Several years ago I was coaching kids rugby at a different club to that which I had coached for many years. These kids were shy and offered little feedback to me or the rest of the team. Some of this was largely cultural, but I found it a little unnerving. I just never knew if the kids were engaged with the coaching or the team. I didn’t know if they were learning anything.
I decided that at the end of each training session the kids should line-up, as they did after a game to shake hands with the opposition, to shake hands with us coaches. I also told them that they had to look us in the eye. We would thank them for coming to training and they would thank us for coming along to coach them.We had a great year, these shy and withdrawn kids began to feedback and contribute to the team, and the attendance at training did not fall-off all year.
Many of us struggle with the uncomfortable feeling that we get from making eye contact with a stranger. It is particularly difficult for people in low mood and depression. As an introvert, I have struggled with it all of my life and the depression has just exacerbated it for me.
When depressed it’s about the need for solitude, and it’s about shame. As an introvert it’s about the threat of being drawn into small-talk. For some cultures it’s about social standing and respect, and for others it’s about fear.

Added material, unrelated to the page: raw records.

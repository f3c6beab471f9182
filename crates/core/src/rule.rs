//! The alarm rule type (spec §3, "Rule (R)").

use crate::flags::RuleFlags;
use crate::status::Status;
use crate::traits::Expression;

/// Relative-time metric lookup a rule performs before evaluating its
/// expressions. `after`/`before` are both `<= 0`, offsets from "now".
#[derive(Debug, Clone)]
pub struct DbLookup {
    pub after: i64,
    pub before: i64,
    pub dimensions: String,
    pub group: String,
    pub options: String,
}

/// One alarm rule, bound to a chart (or unbound — permanently not runnable).
pub struct Rule {
    // Identity
    pub alarm_id: u64,
    pub next_event_id: u64,
    pub name: String,
    pub chart: Option<String>,
    pub family: String,

    pub db_lookup: Option<DbLookup>,

    pub calculation: Option<Box<dyn Expression>>,
    pub warning: Option<Box<dyn Expression>>,
    pub critical: Option<Box<dyn Expression>>,

    // Cadence
    pub update_every: i64,
    pub next_update: i64,

    // Hysteresis
    pub delay_up_duration: i64,
    pub delay_down_duration: i64,
    pub delay_multiplier: f64,
    pub delay_max_duration: i64,
    pub delay_up_current: i64,
    pub delay_down_current: i64,
    pub delay_last: i64,
    pub delay_up_to_timestamp: i64,

    // Repeat
    pub warn_repeat_every: i64,
    pub crit_repeat_every: i64,
    pub last_repeat: i64,

    // State
    pub status: Status,
    pub old_status: Status,
    pub value: f64,
    pub old_value: f64,
    pub last_status_change: i64,
    pub last_updated: i64,
    /// Wall-clock of the rule's most recent transition into/out of a
    /// non-Clear status; used to compute `Event::non_clear_duration`.
    pub non_clear_since: i64,
    /// Cached from the chart's flags during the gate pass, so the dispatcher
    /// can count active (collected) rules without a second metric query.
    pub chart_last_collected: i64,

    // Dispatch
    pub exec: Option<String>,
    pub recipient: Option<String>,
    pub source: String,
    pub units: String,
    pub info: String,

    pub flags: RuleFlags,
}

impl Default for Rule {
    fn default() -> Self {
        Self {
            alarm_id: 0,
            next_event_id: 1,
            name: String::new(),
            chart: None,
            family: String::new(),
            db_lookup: None,
            calculation: None,
            warning: None,
            critical: None,
            update_every: 10,
            next_update: 0,
            delay_up_duration: 0,
            delay_down_duration: 0,
            delay_multiplier: 1.0,
            delay_max_duration: 3600,
            delay_up_current: 0,
            delay_down_current: 0,
            delay_last: 0,
            delay_up_to_timestamp: 0,
            warn_repeat_every: 0,
            crit_repeat_every: 0,
            last_repeat: 0,
            status: Status::default(),
            old_status: Status::default(),
            value: f64::NAN,
            old_value: f64::NAN,
            last_status_change: 0,
            last_updated: 0,
            non_clear_since: 0,
            chart_last_collected: 0,
            exec: None,
            recipient: None,
            source: String::new(),
            units: String::new(),
            info: String::new(),
            flags: RuleFlags::default(),
        }
    }
}

impl Rule {
    pub fn new(alarm_id: u64, name: impl Into<String>, chart: Option<String>) -> Self {
        Self {
            alarm_id,
            name: name.into(),
            chart,
            ..Default::default()
        }
    }

    pub fn has_db_lookup(&self) -> bool {
        self.db_lookup.is_some()
    }

    pub fn is_repeating(&self) -> bool {
        self.warn_repeat_every > 0 || self.crit_repeat_every > 0
    }
}

#[cfg(test)]
mod tests {
    use super::*;

    #[test]
    fn new_rule_defaults_to_undefined() {
        let r = Rule::new(1, "disk_full", Some("disk.used".to_string()));
        assert_eq!(r.status, Status::Undefined);
        assert!(!r.has_db_lookup());
        assert!(!r.is_repeating());
    }

    #[test]
    fn is_repeating_iff_any_cadence_positive() {
        let mut r = Rule::new(1, "x", None);
        assert!(!r.is_repeating());
        r.warn_repeat_every = 3600;
        assert!(r.is_repeating());
        r.warn_repeat_every = 0;
        r.crit_repeat_every = 300;
        assert!(r.is_repeating());
    }
}
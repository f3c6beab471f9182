//! Rule and event flag bits.
//!
//! Plain bool-field structs rather than a bitset crate: the flag sets here
//! are small and fixed, and nothing in this codebase's dependency lineage
//! reaches for a bitflags-style crate for this kind of thing.

/// Per-rule condition flags, recomputed every evaluation pass.
#[derive(Debug, Clone, Copy, Default, PartialEq, Eq)]
pub struct RuleFlags {
    pub runnable: bool,
    pub disabled: bool,
    pub silenced: bool,
    pub db_error: bool,
    pub db_nan: bool,
    pub calc_error: bool,
    pub warn_error: bool,
    pub crit_error: bool,
    pub no_clear_notification: bool,
}

/// Per-event dispatch flags, set as the event moves through the log.
#[derive(Debug, Clone, Copy, Default, PartialEq, Eq)]
pub struct EventFlags {
    pub processed: bool,
    pub updated: bool,
    pub exec_run: bool,
    pub exec_failed: bool,
    pub silenced: bool,
    pub no_clear_notification: bool,
}
//! Notification dispatcher (spec §4.8, C7): drains unprocessed events,
//! dedups against the prior event of the same alarm, spawns the notifier,
//! and records the outcome.

use std::sync::atomic::Ordering;

use health_core::{Event, Rule, Status};
use health_notify::run_notifier;

use crate::host::Host;

/// Runs one dispatcher pass over `host`'s event log (spec §4.8 steps 1-4).
pub async fn log_process(host: &Host, now: i64) {
    let last_processed_id = host.health_last_processed_id.load(Ordering::Acquire);
    let snapshot = host.event_log.snapshot_since(last_processed_id);
    let first_waiting = host.event_log.compute_first_waiting(last_processed_id);

    for event in snapshot {
        if event.flags.processed || event.flags.updated {
            continue;
        }
        let ready_at = event.when + event.delay;
        if now < ready_at {
            continue;
        }
        let outcome = execute(host, event, now).await;
        let id = outcome.unique_id;
        host.event_log.update_event(id, move |e| *e = outcome);
    }

    host.health_last_processed_id.store(first_waiting, Ordering::Release);

    if host.event_log.len() > host.event_log.max() {
        host.event_log.trim();
    }
}

/// Decides whether `event` should notify, runs the notifier if so, and
/// returns the event with its dispatch flags updated. Never touches the
/// log's lock itself — callers persist the result.
async fn execute(host: &Host, event: Event, now: i64) -> Event {
    let anchor = Some(event.unique_id);
    decide_and_notify(host, event, now, anchor).await
}

/// The repeat emitter's counterpart to `execute`: same notification
/// decision and spawn, but the event has no log entry to persist back to
/// (spec §4.6, P5), so the dedup scan has no anchor and starts at the head.
pub(crate) async fn execute_for_repeat(host: &Host, event: Event, now: i64) {
    let _ = decide_and_notify(host, event, now, None).await;
}

async fn decide_and_notify(host: &Host, mut event: Event, now: i64, dedup_anchor: Option<u64>) -> Event {
    event.flags.processed = true;

    if event.new_status < Status::Clear {
        return event;
    }
    if event.new_status <= Status::Clear && event.flags.no_clear_notification {
        return event;
    }

    if !event.flags.no_clear_notification {
        let prior = host.event_log.most_recent_notified(event.alarm_id, dedup_anchor);
        match prior {
            Some(p) if p.new_status == event.new_status => return event,
            None if event.new_status == Status::Clear => return event,
            _ => {}
        }
    }

    if event.flags.silenced {
        return event;
    }

    let rules = host.rules.read().unwrap();
    let rule = rules.iter().find(|r| r.alarm_id == event.alarm_id);
    let exec = resolve_exec(host, &event, rule);
    let recipient = resolve_recipient(host, &event, rule);
    let (warn_count, crit_count, expr_source, expr_error) = count_active_and_capture(&rules, &event);
    let argv = build_argv(host, &event, &exec, &recipient, warn_count, crit_count, &expr_source, &expr_error);
    drop(rules);

    match run_notifier(&exec, &argv).await {
        Ok(outcome) => {
            event.exec_code = outcome.code;
            event.flags.exec_failed = !outcome.success();
            event.flags.exec_run = true;
            event.exec_run_timestamp = now;
        }
        Err(err) => {
            tracing::warn!(alarm_id = event.alarm_id, error = %err, "failed to spawn notifier");
            event.flags.exec_run = true;
            event.exec_run_timestamp = now;
        }
    }

    event
}

fn resolve_exec(host: &Host, event: &Event, rule: Option<&Rule>) -> String {
    rule.and_then(|r| r.exec.clone())
        .filter(|s| !s.is_empty())
        .unwrap_or_else(|| {
            if event.exec.is_empty() {
                host.default_exec.clone()
            } else {
                event.exec.clone()
            }
        })
}

fn resolve_recipient(host: &Host, event: &Event, rule: Option<&Rule>) -> String {
    rule.and_then(|r| r.recipient.clone())
        .filter(|s| !s.is_empty())
        .unwrap_or_else(|| {
            if event.recipient.is_empty() {
                host.default_recipient.clone()
            } else {
                event.recipient.clone()
            }
        })
}

/// Counts rules currently active (chart collected, status Warning/Critical)
/// and, for the rule matching `event.alarm_id`, captures the expression
/// source/error to attach to the notifier argv (spec §4.8 "Counts").
fn count_active_and_capture(rules: &[Rule], event: &Event) -> (usize, usize, String, String) {
    let mut warn_count = 0;
    let mut crit_count = 0;
    let mut expr_source = String::new();
    let mut expr_error = String::new();

    for rule in rules {
        if rule.chart_last_collected != 0 {
            match rule.status {
                Status::Warning => warn_count += 1,
                Status::Critical => crit_count += 1,
                _ => {}
            }
        }

        if rule.alarm_id == event.alarm_id {
            let expr = if event.new_status == Status::Critical {
                rule.critical.as_ref()
            } else {
                rule.warning.as_ref()
            };
            if let Some(expr) = expr {
                expr_source = expr.source().to_string();
                expr_error = expr.error_msg().to_string();
            }
        }
    }

    (warn_count, crit_count, expr_source, expr_error)
}

#[allow(clippy::too_many_arguments)]
fn build_argv(
    host: &Host,
    event: &Event,
    exec: &str,
    recipient: &str,
    warn_count: usize,
    crit_count: usize,
    expr_source: &str,
    expr_error: &str,
) -> Vec<String> {
    vec![
        exec.to_string(),
        recipient.to_string(),
        host.registry_hostname.clone(),
        event.unique_id.to_string(),
        event.alarm_id.to_string(),
        event.alarm_event_id.to_string(),
        event.when.to_string(),
        event.name.clone(),
        event.chart.clone(),
        event.family.clone(),
        event.new_status.to_string(),
        event.old_status.to_string(),
        format!("{}", event.new_value),
        format!("{}", event.old_value),
        event.source.clone(),
        event.duration.to_string(),
        event.non_clear_duration.to_string(),
        event.units.clone(),
        event.info.clone(),
        format!("{}", event.new_value),
        format!("{}", event.old_value),
        expr_source.to_string(),
        expr_error.to_string(),
        warn_count.to_string(),
        crit_count.to_string(),
    ]
}

#[cfg(test)]
mod tests {
    use super::*;
    use health_core::{EventFlags, Status};

    fn host_with_log(max: usize) -> Host {
        Host::new("web-01", "web-01", max)
    }

    fn base_event(alarm_id: u64, new_status: Status) -> Event {
        Event {
            unique_id: 0,
            alarm_id,
            alarm_event_id: 1,
            when: 100,
            name: "disk_full".into(),
            chart: "disk.used".into(),
            family: "disk".into(),
            exec: String::new(),
            recipient: String::new(),
            duration: 0,
            non_clear_duration: 0,
            old_value: 0.0,
            new_value: 1.0,
            old_status: Status::Undefined,
            new_status,
            source: String::new(),
            units: String::new(),
            info: String::new(),
            delay: 0,
            flags: EventFlags::default(),
            exec_run_timestamp: 0,
            exec_code: 0,
            last_repeat: 0,
        }
    }

    #[tokio::test]
    async fn first_time_clear_is_suppressed() {
        let host = host_with_log(100);
        let id = host.event_log.append(base_event(1, Status::Clear));
        log_process(&host, 200).await;

        let events = host.event_log.snapshot_since(0);
        let e = events.iter().find(|e| e.unique_id == id).unwrap();
        assert!(e.flags.processed);
        assert!(!e.flags.exec_run);
        assert!(host.health_last_processed_id.load(Ordering::Acquire) >= id);
    }

    #[tokio::test]
    async fn internal_status_never_notifies() {
        let host = host_with_log(100);
        let id = host.event_log.append(base_event(1, Status::Undefined));
        log_process(&host, 200).await;

        let events = host.event_log.snapshot_since(0);
        let e = events.iter().find(|e| e.unique_id == id).unwrap();
        assert!(e.flags.processed);
        assert!(!e.flags.exec_run);
    }

    #[tokio::test]
    async fn not_yet_ready_events_are_left_unprocessed() {
        let host = host_with_log(100);
        let mut event = base_event(1, Status::Warning);
        event.delay = 50;
        let id = host.event_log.append(event);
        log_process(&host, 120).await;

        let events = host.event_log.snapshot_since(0);
        let e = events.iter().find(|e| e.unique_id == id).unwrap();
        assert!(!e.flags.processed);
    }

    #[tokio::test]
    async fn repeated_critical_suppresses_via_dedup_scan() {
        let host = host_with_log(100);
        let warn_event = base_event(1, Status::Warning);
        host.event_log.append(warn_event);

        let crit_event = base_event(1, Status::Critical);
        host.event_log.append(crit_event);

        // First pass: both the flapped Warning and the Critical transition
        // get dispatched (no prior exec_run for this alarm yet).
        log_process(&host, 200).await;

        let second_crit = base_event(1, Status::Critical);
        let id2 = host.event_log.append(second_crit);
        log_process(&host, 200).await;

        let events = host.event_log.snapshot_since(0);
        let e = events.iter().find(|e| e.unique_id == id2).unwrap();
        assert!(e.flags.processed);
        assert!(!e.flags.exec_run, "dedup scan should have suppressed the repeat Critical");
    }
}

Like the man in the arena in Roosevelt’s speech, it takes courage to lift your head and look around when you are lying face down in the middle of the arena. You are as low as you can get and it feels uncomfortable but lifting your head and opening your eyes can be incredibly liberating and energising.
When I’m at my lowest I don’t want people to see me and I certainly don’t want to look at them, but when I do have the courage to look them in the eye, all I see is friendliness, empathy, understanding. Keep your head down and you are simply telling the world that they can harm you. You are holding onto your own negative energy.
I got out of bed early this morning and went for a walk. Buoyed by the feeling of the rising sun on my face, I decided that I was going to do something that has always made me feel uncomfortable, I was going to raise my head, look strangers in straight in the eye and greet them. Everyone that I saw, no exceptions, no excuses, even those who had their heads down or were wearing headphones. They all smiled back and said ‘good morning’.
I really felt so good and filled with positive energy by the time I got back home. Its a beautiful world, filled with so many beautiful people, most of whom we have and never will meet. We have just got to be willing to get uncomfortable and look them in the eye.
Practice this in your good times and you will even be able to do it when you are low. Make it a habit.
Raise your head to release the negative energy that you are holding inside of you. Look people in the eye and greet them to drink in their positiveness and even share some of your own with others who need it.